[DATASET EXCERPTS]

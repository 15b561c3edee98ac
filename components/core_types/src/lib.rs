//! Core error and source-location types for the script compiler.
//!
//! This crate provides the foundational types shared by every stage of the
//! pipeline: structured compile errors and source location tracking.
//!
//! # Overview
//!
//! - [`CompileError`] - Structured error with kind, message and location
//! - [`ErrorKind`] - Which stage rejected the input
//! - [`SourcePosition`] - Character offset inside a named source
//! - [`SourceMap`] - Origin → source text, used to render snippets
//!
//! # Examples
//!
//! ```
//! use core_types::{CompileError, ErrorKind, SourceMap, SourcePosition};
//!
//! let mut sources = SourceMap::new();
//! sources.insert("main", "a ~ b");
//!
//! let error = CompileError::new(ErrorKind::SyntaxError, "Token `~` wasn't recognised")
//!     .at(SourcePosition::new("main", 2, 1));
//!
//! assert_eq!(error.snippet(&sources).as_deref(), Some("  1 | a ~ b"));
//! ```

#![warn(missing_docs)]
#![warn(clippy::all)]
#![deny(unsafe_code)]

mod error;
mod source;

pub use error::{CompileError, CompileResult, ErrorKind};
pub use source::{SourceMap, SourcePosition};
#[cfg(test)]
mod tests {
    use super::*;
    use std::sync::Arc;

    fn tok(kind: TokenKind, src: &str) -> Token {
        Token::new(kind, src, 0, Arc::from("t"))
    }

    #[test]
    fn test_path_name() {
        let value = Value {
            parts: vec![
                ValuePart::Token(tok(TokenKind::Identifier, "io")),
                ValuePart::Token(tok(TokenKind::Identifier, "println_out")),
            ],
        };
        assert_eq!(value.path_name().as_deref(), Some("io.println_out"));
        assert_eq!(Value::token(tok(TokenKind::Integer, "1")).path_name(), None);
    }

    #[test]
    fn test_infix_terms_skip_sentinel() {
        let expr = Expression {
            operands: vec![Some(Value::token(tok(TokenKind::Identifier, "a"))), None],
            operators: vec![Some(tok(TokenKind::Operator, "!")), None],
        };
        let terms = expr.infix_terms();
        assert_eq!(terms.len(), 2);
        assert!(matches!(terms[1], InfixTerm::Operator(t) if t.source == "!"));
    }

    #[test]
    fn test_shape_ignores_offsets() {
        let a = Expression::single(Value::token(Token::new(TokenKind::Identifier, "x", 0, Arc::from("a"))));
        let b = Expression::single(Value::token(Token::new(TokenKind::Identifier, "x", 9, Arc::from("b"))));
        assert_ne!(a, b);
        assert_eq!(
            Construct::Expression(a).shape(),
            Construct::Expression(b).shape()
        );
    }

    #[test]
    fn test_construct_kind_display() {
        assert_eq!(ConstructKind::PropertyAccessor.to_string(), "PropertyAccessor");
    }
}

[/DATASET EXCERPTS]

TASK DETAILS => Copy each line of the records containing the string "location".

RESULT OF THIS TASK =>
//! Core error and source-location types for the script compiler.
//! pipeline: structured compile errors and source location tracking.
//! - [`CompileError`] - Structured error with kind, message and location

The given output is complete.